Interactives express a relationship between at least two of all possible components S, H, T. Initial well in (23) above, for instance, is used to signal that there is a relationship between two pieces of discourse – T1 and T2 – and indicates that this relationship is based on the attitude of the current speaker (S) towards the prior speaker's (H) view, namely partial disagreement. So well serves a relational function in four functional domains (S, H, T1, T2), i.e. all of these ‘arguments’ are required in uses of well, which can be made explicit by formulating a paraphrase that captures the concrete function of well in (23) (taken over from Heine [2023: 130]):
Paraphrase: I (S) want to slightly correct what you (H) have just said [or implied, A.H.] (T1) by drawing your attention to the fact that there is also T2.
In analogy to descriptive traditions in sentence-based syntax, we can postulate an argument structure for well that looks as follows (based on Heine Reference Heine2023: 130):
Argument structure: well (T1, S, H, T2).
In line 5 in (23), the same speaker (Harold) then establishes a relationship between the structural unit just produced and the next speaker‘s turn by finishing his turn with a tag question (is it), which structures interaction as it prepares a transition of speaker roles. So the use of the tag question requires S and H as arguments in order to be felicitous. Moreover, it links T1 to an upcoming T2, whose production is made relevant by it. Thus, the argument structure is the same as for well: (S, H, T1, T2). Pete then produces a response marker (yeah), by which he establishes a relation between the utterance (T1) produced by Harold, now (H), and himself (S) as the one who reacts to it. Since yeah does not necessarily require more talk after its production, the argument structure includes only three arguments that must be present for appropriate use: T1, S, H. Pete then continues with more talk that is introduced with but, a discourse marker indicating a contrastive relationship between T1 produced by H and upcoming talk T2 produced by himself (S), so but is characterized by the argument structure (T1, S, H, T2).
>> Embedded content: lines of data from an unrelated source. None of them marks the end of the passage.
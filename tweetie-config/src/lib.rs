//! Loader for tweetie settings with YAML + environment overlays.
//!
//! Sources are merged in the order they are added, then `TWEETIE__`-prefixed
//! environment variables win (`TWEETIE__API__TIMEOUT_SECS=30` overrides
//! `api.timeout_secs`). String values get `${VAR}` and `~` expansion after merging.
//! Every field has a default, so an empty configuration is valid.
//!
//! ```yaml
//! credentials_file: ~/.config/tweetie/twitter.csv
//! api:
//!   base_url: https://api.twitter.com
//!   timeout_secs: 15
//!   max_retries: 0
//!   wait_on_rate_limit: true
//!   wait_on_rate_limit_notify: true
//!   max_rate_limit_wait_secs: ~
//! logging:
//!   format: text
//!   filter: info
//!   stderr: false
//! ```
use config::{Config, ConfigError, Environment, File, FileFormat};
use serde::Deserialize;
use serde_json::Value;
use std::path::{Path, PathBuf};
use std::time::Duration;
use tweetie_common::APP_NAME;
use tweetie_common::observability::{LogConfig, LogFormat};

const MAXIMUM_ENV_EXPANSION_DEPTH: usize = 8;
const ENV_PREFIX: &str = "TWEETIE";
const DEFAULT_CREDENTIALS_FILE: &str = "twitter.csv";

#[derive(Debug, Clone, Deserialize)]
#[serde(default)]
pub struct TweetieConfig {
    /// File whose first line holds `key, secret, token, token_secret`.
    pub credentials_file: PathBuf,
    pub api: ApiSettings,
    pub logging: LoggingSettings,
}

impl Default for TweetieConfig {
    fn default() -> Self {
        Self {
            credentials_file: default_credentials_file(),
            api: ApiSettings::default(),
            logging: LoggingSettings::default(),
        }
    }
}

/// Remote API client settings.
#[derive(Debug, Clone, Deserialize, PartialEq)]
#[serde(default)]
pub struct ApiSettings {
    pub base_url: String,
    pub timeout_secs: u64,
    /// Retry budget for network failures and 5xx responses. Off unless configured.
    pub max_retries: usize,
    /// Sleep until the rate-limit window resets instead of failing.
    pub wait_on_rate_limit: bool,
    /// Emit a warning every time a rate-limit wait starts.
    pub wait_on_rate_limit_notify: bool,
    /// Upper bound for a single rate-limit wait; `None` waits as long as the service asks.
    pub max_rate_limit_wait_secs: Option<u64>,
}

impl Default for ApiSettings {
    fn default() -> Self {
        Self {
            base_url: "https://api.twitter.com".into(),
            timeout_secs: 15,
            max_retries: 0,
            wait_on_rate_limit: true,
            wait_on_rate_limit_notify: true,
            max_rate_limit_wait_secs: None,
        }
    }
}

impl ApiSettings {
    pub fn timeout(&self) -> Duration {
        Duration::from_secs(self.timeout_secs)
    }

    pub fn max_rate_limit_wait(&self) -> Option<Duration> {
        self.max_rate_limit_wait_secs.map(Duration::from_secs)
    }
}

#[derive(Debug, Clone, Deserialize, PartialEq)]
#[serde(default)]
pub struct LoggingSettings {
    pub format: LogFormat,
    pub filter: String,
    pub dir: Option<PathBuf>,
    pub stderr: bool,
}

impl Default for LoggingSettings {
    fn default() -> Self {
        Self {
            format: LogFormat::Text,
            filter: "info".into(),
            dir: None,
            stderr: false,
        }
    }
}

impl LoggingSettings {
    /// Translate into the observability initializer's input.
    ///
    /// ```
    /// use tweetie_config::LoggingSettings;
    ///
    /// let log = LoggingSettings { stderr: true, ..Default::default() }.to_log_config();
    /// assert!(log.emit_stderr);
    /// assert_eq!(log.default_filter, "info");
    /// ```
    pub fn to_log_config(&self) -> LogConfig {
        LogConfig {
            app_name: APP_NAME,
            log_dir: self.dir.clone(),
            emit_stderr: self.stderr,
            format: self.format,
            default_filter: self.filter.clone(),
        }
    }
}

fn default_credentials_file() -> PathBuf {
    dirs::config_dir()
        .unwrap_or_else(|| PathBuf::from("."))
        .join(APP_NAME)
        .join(DEFAULT_CREDENTIALS_FILE)
}

fn expand_env_in_value(v: &mut Value) {
    match v {
        Value::String(s) => {
            if s.contains('$') || s.starts_with('~') {
                let mut cur = std::mem::take(s);
                for _ in 0..MAXIMUM_ENV_EXPANSION_DEPTH {
                    let expanded = match shellexpand::full(&cur) {
                        Ok(cow) => cow.into_owned(),
                        Err(_) => cur.clone(),
                    };
                    if expanded == cur {
                        break;
                    }
                    cur = expanded;
                }
                *s = cur;
            }
        }
        Value::Array(arr) => arr.iter_mut().for_each(expand_env_in_value),
        Value::Object(obj) => obj.values_mut().for_each(expand_env_in_value),
        _ => {}
    }
}

/// Builder hiding the `config` crate wiring (files + env overrides).
pub struct TweetieConfigLoader {
    builder: config::ConfigBuilder<config::builder::DefaultState>,
}

impl Default for TweetieConfigLoader {
    fn default() -> Self {
        Self::new()
    }
}

impl TweetieConfigLoader {
    /// Start from defaults plus `TWEETIE__` env overrides.
    ///
    /// ```
    /// use tweetie_config::TweetieConfigLoader;
    ///
    /// let config = TweetieConfigLoader::new()
    ///     .with_yaml_str("api:\n  timeout_secs: 3")
    ///     .load()
    ///     .expect("valid config");
    ///
    /// assert_eq!(config.api.timeout_secs, 3);
    /// assert!(config.api.wait_on_rate_limit);
    /// ```
    pub fn new() -> Self {
        Self {
            builder: Config::builder(),
        }
    }

    /// Attach a YAML/TOML/JSON file that must exist; format is inferred from the suffix.
    pub fn with_file<P: AsRef<Path>>(mut self, path: P) -> Self {
        self.builder = self
            .builder
            .add_source(File::from(path.as_ref()).required(true));
        self
    }

    /// Attach a file that is skipped when missing, for env-only deployments.
    pub fn with_optional_file<P: AsRef<Path>>(mut self, path: P) -> Self {
        self.builder = self
            .builder
            .add_source(File::from(path.as_ref()).required(false));
        self
    }

    /// Merge an inline YAML snippet.
    pub fn with_yaml_str(mut self, yaml: &str) -> Self {
        self.builder = self.builder.add_source(File::from_str(yaml, FileFormat::Yaml));
        self
    }

    /// Merge all sources and deserialize into [`TweetieConfig`].
    ///
    /// ```
    /// use tweetie_config::TweetieConfigLoader;
    ///
    /// unsafe { std::env::set_var("TWEETIE_DOC_KEYS", "/tmp/keys.csv"); }
    ///
    /// let config = TweetieConfigLoader::new()
    ///     .with_yaml_str(r#"credentials_file: "${TWEETIE_DOC_KEYS}""#)
    ///     .load()
    ///     .expect("valid configuration");
    ///
    /// assert_eq!(config.credentials_file, std::path::PathBuf::from("/tmp/keys.csv"));
    ///
    /// unsafe { std::env::remove_var("TWEETIE_DOC_KEYS"); }
    /// ```
    pub fn load(self) -> Result<TweetieConfig, ConfigError> {
        let cfg = self
            .builder
            .add_source(
                Environment::with_prefix(ENV_PREFIX)
                    .prefix_separator("__")
                    .separator("__")
                    .try_parsing(true),
            )
            .build()?;

        let mut v: Value = cfg.try_deserialize()?;
        expand_env_in_value(&mut v);

        serde_json::from_value(v).map_err(|e| ConfigError::Message(e.to_string()))
    }
}

#[cfg(test)]
mod tests {
    use super::*;
    use serde_json::json;

    #[test]
    fn expands_simple_string() {
        temp_env::with_var("FOO", Some("bar"), || {
            let mut v = json!("prefix-${FOO}-suffix");
            expand_env_in_value(&mut v);
            assert_eq!(v, json!("prefix-bar-suffix"));
        });
    }

    #[test]
    fn expands_nested_values() {
        temp_env::with_vars([("KEYS_DIR", Some("/srv")), ("KEYS_NAME", Some("k.csv"))], || {
            let mut v = json!({
                "credentials_file": "${KEYS_DIR}/${KEYS_NAME}",
                "api": { "timeout_secs": 3 },
                "list": ["$KEYS_DIR", true, null]
            });
            expand_env_in_value(&mut v);
            assert_eq!(
                v,
                json!({
                    "credentials_file": "/srv/k.csv",
                    "api": { "timeout_secs": 3 },
                    "list": ["/srv", true, null]
                })
            );
        });
    }

    #[test]
    fn expands_home_prefix() {
        temp_env::with_var("HOME", Some("/home/alice"), || {
            let mut v = json!("~/keys.csv");
            expand_env_in_value(&mut v);
            assert_eq!(v, json!("/home/alice/keys.csv"));
        });
    }

    #[test]
    fn stops_on_cycles() {
        temp_env::with_vars([("A", Some("${B}")), ("B", Some("${A}"))], || {
            let mut v = json!("x=${A}-y");
            expand_env_in_value(&mut v);
            let s = v.as_str().unwrap();
            assert!(s.starts_with("x=") && s.ends_with("-y"));
            assert!(s.contains("${"));
        });
    }

    #[test]
    fn unknown_vars_are_left_as_is() {
        let mut v = json!("hi-${TWEETIE_DOES_NOT_EXIST}");
        expand_env_in_value(&mut v);
        assert_eq!(v, json!("hi-${TWEETIE_DOES_NOT_EXIST}"));
    }

    #[test]
    fn defaults_wait_on_rate_limit_without_bound() {
        let api = ApiSettings::default();
        assert!(api.wait_on_rate_limit);
        assert!(api.wait_on_rate_limit_notify);
        assert_eq!(api.max_rate_limit_wait(), None);
        assert_eq!(api.timeout(), Duration::from_secs(15));
    }

    #[test]
    fn failed_requests_are_not_retried_by_default() {
        assert_eq!(ApiSettings::default().max_retries, 0);
    }

    #[test]
    fn default_credentials_file_is_under_app_dir() {
        let path = default_credentials_file();
        assert!(path.ends_with("tweetie/twitter.csv"));
    }
}
//! Tracing setup shared by callers of the tweetie crates and by integration tests.
//!
//! Call [`init_logging`] once near process start. Later calls are no-ops that hand
//! back the log file path resolved by the first one, so test binaries can call it
//! from every test without fighting over the global subscriber.

use std::path::{Path, PathBuf};
use std::sync::OnceLock;

use anyhow::Context;
use chrono::{DateTime, Utc};
use serde::Deserialize;
use tracing_appender::non_blocking::WorkerGuard;
use tracing_appender::rolling;
use tracing_subscriber::{fmt, layer::SubscriberExt, util::SubscriberInitExt, EnvFilter};

use crate::APP_NAME;

const LOG_DIR_ENV: &str = "TWEETIE_LOG_DIR";

static LOG_GUARD: OnceLock<WorkerGuard> = OnceLock::new();
static LOG_PATH: OnceLock<PathBuf> = OnceLock::new();

/// Output encoding for structured logs.
#[derive(Debug, Clone, Copy, Default, PartialEq, Eq, Deserialize)]
#[serde(rename_all = "lowercase")]
pub enum LogFormat {
    #[default]
    Text,
    Json,
}

/// Configuration passed to [`init_logging`].
#[derive(Debug, Clone)]
pub struct LogConfig {
    /// Logical name of the component (used for file names and the default directory).
    pub app_name: &'static str,
    /// Explicit directory for log output. If `None`, `TWEETIE_LOG_DIR` is consulted
    /// and finally `~/.local/share/<app_name>`.
    pub log_dir: Option<PathBuf>,
    /// Mirror events to `stderr` in addition to the file sink.
    pub emit_stderr: bool,
    pub format: LogFormat,
    /// Filter applied when `RUST_LOG` is unset.
    pub default_filter: String,
}

impl Default for LogConfig {
    fn default() -> Self {
        Self {
            app_name: APP_NAME,
            log_dir: None,
            emit_stderr: false,
            format: LogFormat::Text,
            default_filter: "info".to_string(),
        }
    }
}

/// Initialise the global `tracing` subscriber.
///
/// Returns the log file path for the current day.
pub fn init_logging(config: LogConfig) -> anyhow::Result<PathBuf> {
    if let Some(path) = LOG_PATH.get() {
        return Ok(path.clone());
    }

    let resolved_dir = resolve_log_dir(config.app_name, config.log_dir.as_deref());
    std::fs::create_dir_all(&resolved_dir)
        .with_context(|| format!("failed to create log directory: {}", resolved_dir.display()))?;

    let log_filename = format!("{}.log", config.app_name);
    let full_path = dated_log_path(&resolved_dir, &log_filename, Utc::now());

    let appender = rolling::daily(&resolved_dir, &log_filename);
    let (writer, guard) = tracing_appender::non_blocking(appender);
    let _ = LOG_GUARD.set(guard);

    let env_filter = EnvFilter::try_from_default_env()
        .unwrap_or_else(|_| EnvFilter::new(&config.default_filter));

    let stderr_text = config
        .emit_stderr
        .then(|| fmt::layer().with_writer(std::io::stderr));

    match config.format {
        LogFormat::Text => tracing_subscriber::registry()
            .with(env_filter)
            .with(fmt::layer().with_writer(writer).with_ansi(false))
            .with(stderr_text)
            .try_init(),
        LogFormat::Json => tracing_subscriber::registry()
            .with(env_filter)
            .with(fmt::layer().json().with_writer(writer))
            .with(
                config
                    .emit_stderr
                    .then(|| fmt::layer().json().with_writer(std::io::stderr)),
            )
            .try_init(),
    }
    .map_err(|e| anyhow::anyhow!("tracing setup failed: {e}"))?;

    let _ = LOG_PATH.set(full_path.clone());
    tracing::debug!(path = %full_path.display(), "logging initialised");
    Ok(full_path)
}

fn resolve_log_dir(app_name: &str, explicit: Option<&Path>) -> PathBuf {
    if let Some(dir) = explicit {
        return expand_home(dir);
    }

    if let Ok(env_dir) = std::env::var(LOG_DIR_ENV) {
        return expand_home(Path::new(&env_dir));
    }

    default_data_dir(app_name)
}

fn expand_home(path: &Path) -> PathBuf {
    if let Some(rest) = path.to_str().and_then(|s| s.strip_prefix("~/")) {
        if let Ok(home) = std::env::var("HOME") {
            return PathBuf::from(home).join(rest);
        }
    }
    path.to_path_buf()
}

fn default_data_dir(app_name: &str) -> PathBuf {
    match std::env::var("HOME") {
        Ok(home) => PathBuf::from(home)
            .join(".local")
            .join("share")
            .join(app_name),
        Err(_) => PathBuf::from(".").join(app_name),
    }
}

/// File the daily appender writes to at `now`; rotation follows the UTC date.
fn dated_log_path(dir: &Path, log_filename: &str, now: DateTime<Utc>) -> PathBuf {
    dir.join(format!("{log_filename}.{}", now.format("%Y-%m-%d")))
}

#[cfg(test)]
mod tests {
    use super::*;

    #[test]
    fn explicit_dir_wins() {
        let tmp = tempfile::tempdir().unwrap();
        let dir = resolve_log_dir("tweetie", Some(tmp.path()));
        assert_eq!(dir, tmp.path());
    }

    #[test]
    fn relative_paths_are_left_alone() {
        assert_eq!(expand_home(Path::new("logs/x")), PathBuf::from("logs/x"));
    }

    #[test]
    fn log_file_is_named_by_utc_date() {
        use chrono::{FixedOffset, TimeZone};

        // 23:30 on the 1st at UTC-5 is already the 2nd in UTC.
        let local = FixedOffset::west_opt(5 * 3600)
            .unwrap()
            .with_ymd_and_hms(2024, 3, 1, 23, 30, 0)
            .unwrap();
        let path = dated_log_path(Path::new("/logs"), "tweetie.log", local.with_timezone(&Utc));
        assert_eq!(path, PathBuf::from("/logs/tweetie.log.2024-03-02"));
    }

    #[test]
    fn default_dir_ends_with_app_name() {
        assert!(default_data_dir("tweetie").ends_with("tweetie"));
    }
}
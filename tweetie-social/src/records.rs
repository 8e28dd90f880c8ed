//! Flat, serialisable records handed back to callers.
use chrono::{DateTime, NaiveDate, Utc};
use serde::{Deserialize, Serialize};

use crate::api::{HashtagEntity, RawPost, RawProfile};
use crate::sentiment::PolarityAnalyzer;

/// One post with its sentiment score.
#[derive(Debug, Clone, PartialEq, Serialize, Deserialize)]
pub struct PostRecord {
    pub id: u64,
    pub created: DateTime<Utc>,
    /// Retweet count at fetch time.
    pub retweeted: u64,
    pub text: String,
    pub hashtags: Vec<HashtagEntity>,
    /// The `url` field of each URL entity (the shortened link as it appears in the text).
    pub urls: Vec<String>,
    /// Screen names of mentioned accounts.
    pub mentions: Vec<String>,
    /// VADER compound polarity in `[-1.0, 1.0]`.
    pub score: f64,
}

impl PostRecord {
    pub fn from_raw<P, A>(post: &P, analyzer: &A) -> Self
    where
        P: RawPost + ?Sized,
        A: PolarityAnalyzer + ?Sized,
    {
        let entities = post.entities();
        Self {
            id: post.id(),
            created: post.created_at(),
            retweeted: post.retweet_count(),
            text: post.text().to_owned(),
            hashtags: entities.hashtags.clone(),
            urls: entities.urls.iter().map(|u| u.url.clone()).collect(),
            mentions: entities
                .user_mentions
                .iter()
                .map(|m| m.screen_name.clone())
                .collect(),
            score: analyzer.compound(post.text()),
        }
    }
}

#[derive(Debug, Clone, PartialEq, Serialize, Deserialize)]
pub struct ProfileRecord {
    pub name: String,
    pub screen_name: String,
    pub followers: u64,
    /// Account creation date (UTC).
    pub created: NaiveDate,
    pub image: String,
}

impl ProfileRecord {
    pub fn from_raw<P: RawProfile + ?Sized>(profile: &P) -> Self {
        Self {
            name: profile.name().to_owned(),
            screen_name: profile.screen_name().to_owned(),
            followers: profile.followers_count(),
            created: profile.created_at().date_naive(),
            image: profile.profile_image_url().to_owned(),
        }
    }
}

/// Output of [`fetch_tweets`](crate::fetch_tweets).
#[derive(Debug, Clone, PartialEq, Serialize, Deserialize)]
pub struct TimelineResult {
    /// The screen name exactly as requested.
    pub user: String,
    /// Lifetime post count from the profile, not `tweets.len()`.
    pub count: u64,
    pub tweets: Vec<PostRecord>,
}
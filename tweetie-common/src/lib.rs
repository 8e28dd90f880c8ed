//! Shared plumbing for the tweetie crates.
//!
//! Only observability lives here today: a single [`observability::init_logging`]
//! entry point that every binary and integration test calls before doing any work,
//! so all components log through the same `tracing` subscriber and file sink.
//!
//! # Examples
//!
//! ```rust
//! use tweetie_common::observability::{LogConfig, LogFormat};
//!
//! let cfg = LogConfig {
//!     format: LogFormat::Json,
//!     ..LogConfig::default()
//! };
//! assert_eq!(cfg.app_name, tweetie_common::APP_NAME);
//! ```

pub mod observability;

/// Logical application name used for log files and default data directories.
pub const APP_NAME: &str = "tweetie";
//! The capability set the fetchers need from a social-media client.
//!
//! Records are built from [`RawPost`] and [`RawProfile`] only, so a different client
//! (or a test double) can be swapped in without touching the mapping.
use async_trait::async_trait;
use chrono::{DateTime, Utc};
use serde::{Deserialize, Serialize};

use crate::error::SocialError;

/// Hashtags, links and mentions attached to a post.
#[derive(Debug, Clone, Serialize, Deserialize, Default, PartialEq)]
pub struct Entities {
    #[serde(default)]
    pub hashtags: Vec<HashtagEntity>,
    #[serde(default)]
    pub urls: Vec<UrlEntity>,
    #[serde(default)]
    pub user_mentions: Vec<MentionEntity>,
}

#[derive(Debug, Clone, Serialize, Deserialize, PartialEq)]
pub struct HashtagEntity {
    pub text: String,
    #[serde(default)]
    pub indices: Vec<u32>,
}

#[derive(Debug, Clone, Serialize, Deserialize, PartialEq)]
pub struct UrlEntity {
    /// The t.co link as it appears in the text.
    pub url: String,
    #[serde(default)]
    pub expanded_url: Option<String>,
    #[serde(default)]
    pub display_url: Option<String>,
}

#[derive(Debug, Clone, Serialize, Deserialize, PartialEq)]
pub struct MentionEntity {
    pub screen_name: String,
    #[serde(default)]
    pub name: Option<String>,
    #[serde(default)]
    pub id: Option<u64>,
}

/// A post as delivered by the remote service.
pub trait RawPost {
    fn id(&self) -> u64;
    fn created_at(&self) -> DateTime<Utc>;
    fn retweet_count(&self) -> u64;
    fn text(&self) -> &str;
    fn entities(&self) -> &Entities;
}

/// An account as delivered by the remote service.
pub trait RawProfile {
    fn name(&self) -> &str;
    fn screen_name(&self) -> &str;
    fn followers_count(&self) -> u64;
    /// Lifetime number of posts.
    fn statuses_count(&self) -> u64;
    fn created_at(&self) -> DateTime<Utc>;
    fn profile_image_url(&self) -> &str;
}

/// Position in a paginated listing. `cursor: None` asks for the first page.
#[derive(Debug, Clone, Default, PartialEq, Eq)]
pub struct PageRequest {
    pub cursor: Option<String>,
    /// Items wanted on this page; clients may clamp it to their own maximum.
    pub count: usize,
}

/// One page of results plus the cursor for the next one (`None` when exhausted).
#[derive(Debug, Clone)]
pub struct Page<T> {
    pub items: Vec<T>,
    pub next_cursor: Option<String>,
}

#[async_trait]
pub trait SocialApi: Send + Sync {
    type Post: RawPost + Send;
    type Account: RawProfile + Send;

    async fn get_user(&self, screen_name: &str) -> Result<Self::Account, SocialError>;

    /// Most recent posts first.
    async fn user_timeline(
        &self,
        screen_name: &str,
        page: PageRequest,
    ) -> Result<Page<Self::Post>, SocialError>;

    /// Accounts `screen_name` follows.
    async fn friends(
        &self,
        screen_name: &str,
        page: PageRequest,
    ) -> Result<Page<Self::Account>, SocialError>;
}

#[cfg(test)]
mod tests {
    use super::*;

    #[test]
    fn entities_default_missing_lists_and_fields() {
        let entities: Entities = serde_json::from_value(serde_json::json!({
            "urls": [{"url": "https://t.co/a"}],
            "user_mentions": [{"screen_name": "bob"}]
        }))
        .unwrap();

        assert!(entities.hashtags.is_empty());
        assert_eq!(entities.urls[0].expanded_url, None);
        assert_eq!(entities.user_mentions[0].id, None);
    }
}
Note that, as in traditional syntax, the argument structure of interactives is determined by the environment in which they are used: ouch, for example, may involve only (S, TS) when a speaker hurt himself, but it involves (S, H, TS) when it is produced in reaction to some act performed by the addressee. Oh can be (T1, S, H) when the speaker reacts to what a prior speaker said (indicating e.g. surprise or disappointment), but it may also be (T1, S, H, T2) when the speaker uses oh to indicate the sudden rise of a new idea that is set off from prior talk and is followed by more talk, as in (24).
(24) Sabrina: →… Oh=,
→ Mom?
Kitty: → Yeah?
Sabrina: … When we turn --
% When we turn in the five hundred dollars?
(SBC 042)
Following the descriptive schema used to illustrate relationships in dual-mind syntax in this paper, we can represent the structural relationships established by interactives as shown in (23’). The relations between the arguments (S, H) are not indicated in order not to overload the schema; they are present in all cases, but left implicit. The dotted boxes indicate a possible, non-obligatory slot for the use of the respective interactive, in analogy to possible, but not obligatory expansions discussed in section 3.2.
(23’)
The schema illustrates the complex network of interrelated structures, which is essentially what characterizes interaction and distinguishes it from two speakers merely producing monologic sequences of talk. Interactives occur at major boundaries in emergent talk and thus fulfil an important integrating function, especially in environments that are potentially disruptive as the smooth progression of talk and structural compatibility are at risk, for instance after speaker changes or when new topics are introduced. Interactives thus help speakers link syntactic units of any kind, e.g. clauses, pieces of (spoken) discourse, but also syntactic fragments (as in line 7–8 in (23')), to prior and upcoming structures, thus integrating them in emergent, ongoing discourse, and to structure the continuous change of participant roles from speaker to listener and vice versa.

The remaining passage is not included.